Either take is valid, but The Double might have the edge by taking the bizarre nature of the material and making it more entertaining by accepting the humor inherent in the situation. Both stories are about adult men -- ground down to hollow shells by routine, apathy and unfulfilled desires -- who are suddenly faced with more confident, swaggering, sexual versions of themselves. With The Double, Ayoade takes an irreverent approach that, while still ultimately dark, undercuts the potential for this to become just another existential d**k-swinging contest.
He’s helped immeasurably by his cast, which is topped by Jesse Eisenberg as Simon James, a mildly ambitious but still meek cog in some nameless company who tries desperately to please his boss (the always welcome and captivating Wallace Shawn) and make some sort of meaningful connection with Hannah (Mia Wasikowska), the ethereal girl who works one floor down in a different department and also lives across the street from him. But Simon is barely acknowledged by his boss, his co-workers, Hannah or even his own mother; everything for him seems to be pointing toward a life of quiet, earnest, well-intentioned failure.
Enter James Simon, who shows up at the office one day and looks exactly like Simon -- except that no one notices except for him. But their resemblance aside, James is nothing like Simon -- he’s cocky, socially smooth and predatory in matters both personal and business. James soon begins taking over everything in Simon’s life -- executing his ideas at work and taking credit for them, positioning himself for ascension on the corporate ladder and, worst of all, engaging romantically with Hannah -- which drives Simon to the edge and beyond of anger and finally madness.
Eisenberg is excellent in the two roles, effectively capturing Simon’s deer-in-the-headlights approach to life while taking his usual smarmy onscreen persona into a more sinister new realm with his portrayal of James (side note: this movie more or less sealed the deal for me in terms of whether Eisenberg can play Lex Luthor -- the answer is yes). Eisenberg follows a difficult path, trod by the likes of Jeremy Irons in Dead Ringers, Nicolas Cage in Adaptation and Dominic Cooper in the little-seen The Devil’s Double, and makes you feel like you’re watching two completely different people onscreen for the entire running time.
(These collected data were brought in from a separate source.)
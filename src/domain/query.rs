//! Read-only traversal queries over a [`Tree`].
//!
//! Single-node queries return an empty result for stale indices. The
//! set-lifted `get_*` variants apply a query to every input node and return
//! the distinct union in first-seen order.
//!
//! All of these walk parent or child links without cycle detection. On a
//! tree built with the auto check disabled and a caller-introduced cycle they
//! may not terminate.

use itertools::Itertools;

use crate::domain::arena::{NodeId, Tree};

impl<T> Tree<T> {
    pub fn parent(&self, idx: NodeId) -> Option<NodeId> {
        self.get(idx).and_then(|node| node.parent())
    }

    /// Ancestor chain, root first and nearest ancestor last.
    pub fn ancestors(&self, idx: NodeId) -> Vec<NodeId> {
        let mut chain = Vec::new();
        let mut current = self.parent(idx);
        while let Some(p) = current {
            chain.push(p);
            current = self.parent(p);
        }
        chain.reverse();
        chain
    }

    /// Topmost ancestor, or `idx` itself for a root.
    pub fn root(&self, idx: NodeId) -> Option<NodeId> {
        if !self.contains(idx) {
            return None;
        }
        let mut current = idx;
        while let Some(p) = self.parent(current) {
            current = p;
        }
        Some(current)
    }

    pub fn children(&self, idx: NodeId) -> &[NodeId] {
        self.get(idx).map(|node| node.children()).unwrap_or(&[])
    }

    /// All descendants in depth-first pre-order, `idx` excluded.
    pub fn offspring(&self, idx: NodeId) -> Vec<NodeId> {
        self.iter_subtree(idx).skip(1).map(|(i, _)| i).collect()
    }

    /// Other children of the parent; empty for roots.
    pub fn siblings(&self, idx: NodeId) -> Vec<NodeId> {
        self.parent(idx)
            .map(|p| {
                self.children(p)
                    .iter()
                    .copied()
                    .filter(|&c| c != idx)
                    .collect()
            })
            .unwrap_or_default()
    }

    /// Children of the parent's siblings.
    ///
    /// Historically exposed as "uncles", although genealogically these are
    /// the first cousins of `idx`. The behaviour is kept as is because
    /// callers depend on it.
    pub fn siblings_children(&self, idx: NodeId) -> Vec<NodeId> {
        self.parent(idx)
            .map(|p| {
                self.siblings(p)
                    .into_iter()
                    .flat_map(|s| self.children(s).iter().copied())
                    .collect()
            })
            .unwrap_or_default()
    }

    /// Children of the nodes returned by [`siblings_children`](Self::siblings_children).
    pub fn nephews(&self, idx: NodeId) -> Vec<NodeId> {
        self.siblings_children(idx)
            .into_iter()
            .flat_map(|c| self.children(c).iter().copied())
            .collect()
    }

    pub fn get_roots(&self, nodes: &[NodeId]) -> Vec<NodeId> {
        nodes.iter().filter_map(|&n| self.root(n)).unique().collect()
    }

    pub fn get_parents(&self, nodes: &[NodeId]) -> Vec<NodeId> {
        nodes.iter().filter_map(|&n| self.parent(n)).unique().collect()
    }

    pub fn get_ancestors(&self, nodes: &[NodeId]) -> Vec<NodeId> {
        nodes
            .iter()
            .flat_map(|&n| self.ancestors(n))
            .unique()
            .collect()
    }

    pub fn get_children(&self, nodes: &[NodeId]) -> Vec<NodeId> {
        nodes
            .iter()
            .flat_map(|&n| self.children(n).iter().copied())
            .unique()
            .collect()
    }

    pub fn get_offspring(&self, nodes: &[NodeId]) -> Vec<NodeId> {
        nodes
            .iter()
            .flat_map(|&n| self.offspring(n))
            .unique()
            .collect()
    }

    /// Leaves below the given nodes: offspring without children.
    pub fn get_bottom(&self, nodes: &[NodeId]) -> Vec<NodeId> {
        self.get_offspring(nodes)
            .into_iter()
            .filter(|&n| self.children(n).is_empty())
            .collect()
    }
}

impl<T: PartialEq> Tree<T> {
    /// The given nodes whose value is one of `values`.
    pub fn get_self(&self, nodes: &[NodeId], values: &[T]) -> Vec<NodeId> {
        nodes
            .iter()
            .copied()
            .filter(|&n| self.value(n).is_some_and(|v| values.contains(v)))
            .unique()
            .collect()
    }
}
All this takes place in an unidentified city, like that of Terry Gilliam’s Brazil, that at once seems set in both the future and the past. We rarely see daylight, and even street scenes seem to exist under some weird, claustrophobic ceiling. The interiors of both Simon’s apartment building and his office are dusty, dank and archaic, indicating a society that itself has ground to a halt. But it’s all in service of the movie’s central theme, which is about how one’s own sense of self-worth and identity can get quickly lost in a world of faceless bureaucracy and pointless one-upmanship, and how easily replaceable each human being is in such a soulless world.
Ayoade makes his statement more than clear with The Double, and if anything the movie eventually becomes heavy-handed in that message without necessarily adding any new wrinkles to it. It can also be hard to care about a character like Simon, whose self-sabotage seems more like a function of the plot than of anything deeply rooted in his character. Yet despite those flaws, The Double is still compelling to watch, thanks to Ayoade’s quirky eye and tone (on just his second feature) and the terrific performances from Eisenberg, Shawn and Wasikowska. And yes, if you’re in the mood for a marathon of existential despair, it should make for a nice double bill with Enemy.